Mi sono divertito anche io.-
Quanto
mi piaceva quel sorriso. Quanta voglia avevo già di rivederlo. Fece per
voltarsi. Quando mi venne in mente una cosa….
-Patrick!-
Lui
si fermò, voltandosi di scatto verso di me.
-Buonanotte.-
Solo
questo. L’avevo fermato per dirgli ‘Buonanotte’, forse mi ero ammattita
veramente. Lui sorrise, mi aveva capita. Sapeva come
mi sentivo? E lui come si sentiva? Sì, lo ammetto. Adesso che lo avevo trovato
avevo paura di perderlo.
-Buonanotte
Charlotte.-
Quando
viene dicembre.
Un
sorriso, lieve, un’ultima volta. Poi il rombo della macchina. Raggiunsi il
portone e la signora Jone mi circondò le spalle con le braccia. Il portone si
richiuse e la macchina partì nella notte, sparendo dalla
vista del Rosemary. Andai in camera e presi il libro di racconti di
‘Poe’ che avevo iniziato il giorno prima. Ma l’unica
cosa che c’era nella mia mente erano le immagini di quella fantastica giornata.
POV. GRACE
Era
da poco passato mezzogiorno, quando vidi Charlotte entrare nel bullpenn.

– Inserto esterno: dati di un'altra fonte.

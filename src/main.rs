use std::net::SocketAddr;

use tracing::info;
use tracing_subscriber::{layer::SubscriberExt, util::SubscriberInitExt};

use bookshelf::{config, db, routes, state::AppState};

#[tokio::main]
async fn main() -> anyhow::Result<()> {
    // Load configuration (embedded defaults -> bookshelf.toml -> env/.env)
    let app_cfg = config::load()?;

    // Logging (stdout + daily rotated file)
    let log_cfg = &app_cfg.logging;
    std::fs::create_dir_all(&log_cfg.directory).ok();
    let (stdout_nb, stdout_guard) = tracing_appender::non_blocking(std::io::stdout());
    let file_appender = tracing_appender::rolling::daily(&log_cfg.directory, &log_cfg.file_name);
    let (file_nb, file_guard) = tracing_appender::non_blocking(file_appender);
    let env_filter = tracing_subscriber::EnvFilter::try_from_default_env()
        .unwrap_or_else(|_| log_cfg.filter.as_str().into());
    tracing_subscriber::registry()
        .with(env_filter)
        .with(tracing_subscriber::fmt::layer().with_writer(stdout_nb))
        .with(tracing_subscriber::fmt::layer().with_ansi(false).with_writer(file_nb))
        .init();
    // Keep the guards alive so the non-blocking writers flush on exit
    let _log_guards = (stdout_guard, file_guard);

    info!(url = %app_cfg.database.url, "Connecting to database");
    let pool = db::connect(&app_cfg.database).await?;
    db::init_db(&pool).await?;

    let port = app_cfg.server.port;
    let host = app_cfg.server.host.clone();
    let state = AppState::with_pool(pool.clone(), app_cfg);
    let app = routes::router(state);

    let addr: SocketAddr = format!("{}:{}", host, port)
        .parse()
        .map_err(|e| anyhow::anyhow!("invalid listen addr {}:{} - {}", host, port, e))?;
    let listener = tokio::net::TcpListener::bind(addr).await?;

    info!("Bookshelf listening on http://{}", listener.local_addr()?);
    axum::serve(listener, app).with_graceful_shutdown(shutdown_signal()).await?;

    pool.close().await;
    Ok(())
}

async fn shutdown_signal() {
    #[cfg(unix)]
    {
        match tokio::signal::unix::signal(tokio::signal::unix::SignalKind::terminate()) {
            Ok(mut term) => {
                tokio::select! {
                    _ = tokio::signal::ctrl_c() => {},
                    _ = term.recv() => {},
                }
            }
            Err(e) => {
                tracing::warn!("Failed to install SIGTERM handler: {}", e);
                let _ = tokio::signal::ctrl_c().await;
            }
        }
    }
    #[cfg(not(unix))]
    {
        let _ = tokio::signal::ctrl_c().await;
    }
    info!("Shutdown signal received. Stopping server...");
}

All’inizio la guardai sorpresa, senza sapere cosa dire; alla fine sorrisi.
-Ciao,
Charlotte.- la salutai.
Lei
mi sorrise, non del tutto certa di quello che stava facendo.
-Salve,
tu sei Grace giusto?-
Non
sapevo come sapeva il mio nome, ma annuii.
-Patrick
mi ha parlato di voi ieri pomeriggio.- si spiegò.
‘Era
così palese la mia espressione?’
-Jane
è di là con Lisbon adesso, se vuoi aspettarlo qui… -
-Non
ho fretta.-
Si
sedette all’unica scrivania vuota, quella davanti a quella di Cho. I miei due
colleghi erano a mangiare… mentre io me ne stavo in ufficio a lavorare; ‘stacanovista’. Solo che in quel momento non stavo
lavorando. Non so come, ma mi ero persa a guardare la figlia di Jane e non
potei fare a meno di notare: che era uguale identica al padre. Vestita
completamente di nero e con quello sguardo così assorto, poteva benissimo
spacciarsi per una segretaria.
-Assomigli
molto a Jane, lo sai?-
Parlai
prima che potessi impedirmelo. La vidi guardarmi stupita, per poi sorridere
imbarazzata e abbassare la testa, in modo che le onde dei capelli le coprissero
le guance arrossate.
-Grazie.-
disse semplicemente.
Dopo
circa mezz’ora ecco rientrare i duri della squadra. Cho davanti e Rigsby
dietro. Io come ovvio mi fermai a guardare Wayne, mentre il coreano notò la
ragazza.
-Tu
devi essere la figlia di Jane?- le chiese. Deciso e serio come sempre.
-Sì.-
Rispose
lei, incerta sul da farsi. Lui le porse la mano.
-Ciao,
io sono Kimball.-
Lei
gliela strinse.
-Piacere
di conoscerti.-
Ecco
fatto, esaurite le parole della giornata. Mi venne da sorridere. Con tempismo
perfetto Jane e Lisbon uscirono da quello stramaledetto ufficio. Sempre
parlando animatamente, ovvio. A quanto pare il nostro affascinante consulente
aveva di nuovo punzecchiato il capo.
-Jane,
sei un bambino.- gli disse, protesa verso di lui,
quasi ad accentuare la frase.
-Oh,
andiamo! Lo sai che ho ragione.- fece lui, finto spazientito.
-Jane,
vedi di stare buono altrimenti giuro che mi vendicherò.-
-Sarei
quasi tentato… -
-Jane…!
–
-Hem
hem, abbiamo visite!- alzai un po’ la voce io, per sovrastare la loro
discussione. I due smisero all’istante, guardando prima me
e poi perlustrando con lo sguardo la stanza in cerca dell’ospite. Quando lo
trovarono Jane divenne più raggiante del sole che
c’era fuori dalla finestra e Lisbon rimase a bocca aperta, quasi avesse visto
la grotta di gioielli di Alì Babà e i quaranta ladroni.
-Ehi,
hai ricevuto il mio messaggio!- esclamò il biondo. –Spero che la signora
Rottermeier non ti abbia fatto problemi.-
-No,
affatto!- sorrise Charlotte.
-Ma
voi due siete due gocce d’acqua!-
Ci
voltammo tutti verso Rigsby. Aveva gli occhi sbarrati dalla meraviglia e la
bocca letteralmente spalancata; piuttosto buffa come scena. Guardava stralunato
padre e figlia e non si poteva nemmeno dargli torto: la somiglianza era
impressionante. I due Jane si guardarono con l’angolo dell’occhio e sorrisero
da mascalzoni.
-Charlotte,
come mai sei qui? C’è qualcosa che non va?-
Domandò
Lisbon, distogliendo lo sguardo di tutti dal pesce lesso ancora a bocca aperta.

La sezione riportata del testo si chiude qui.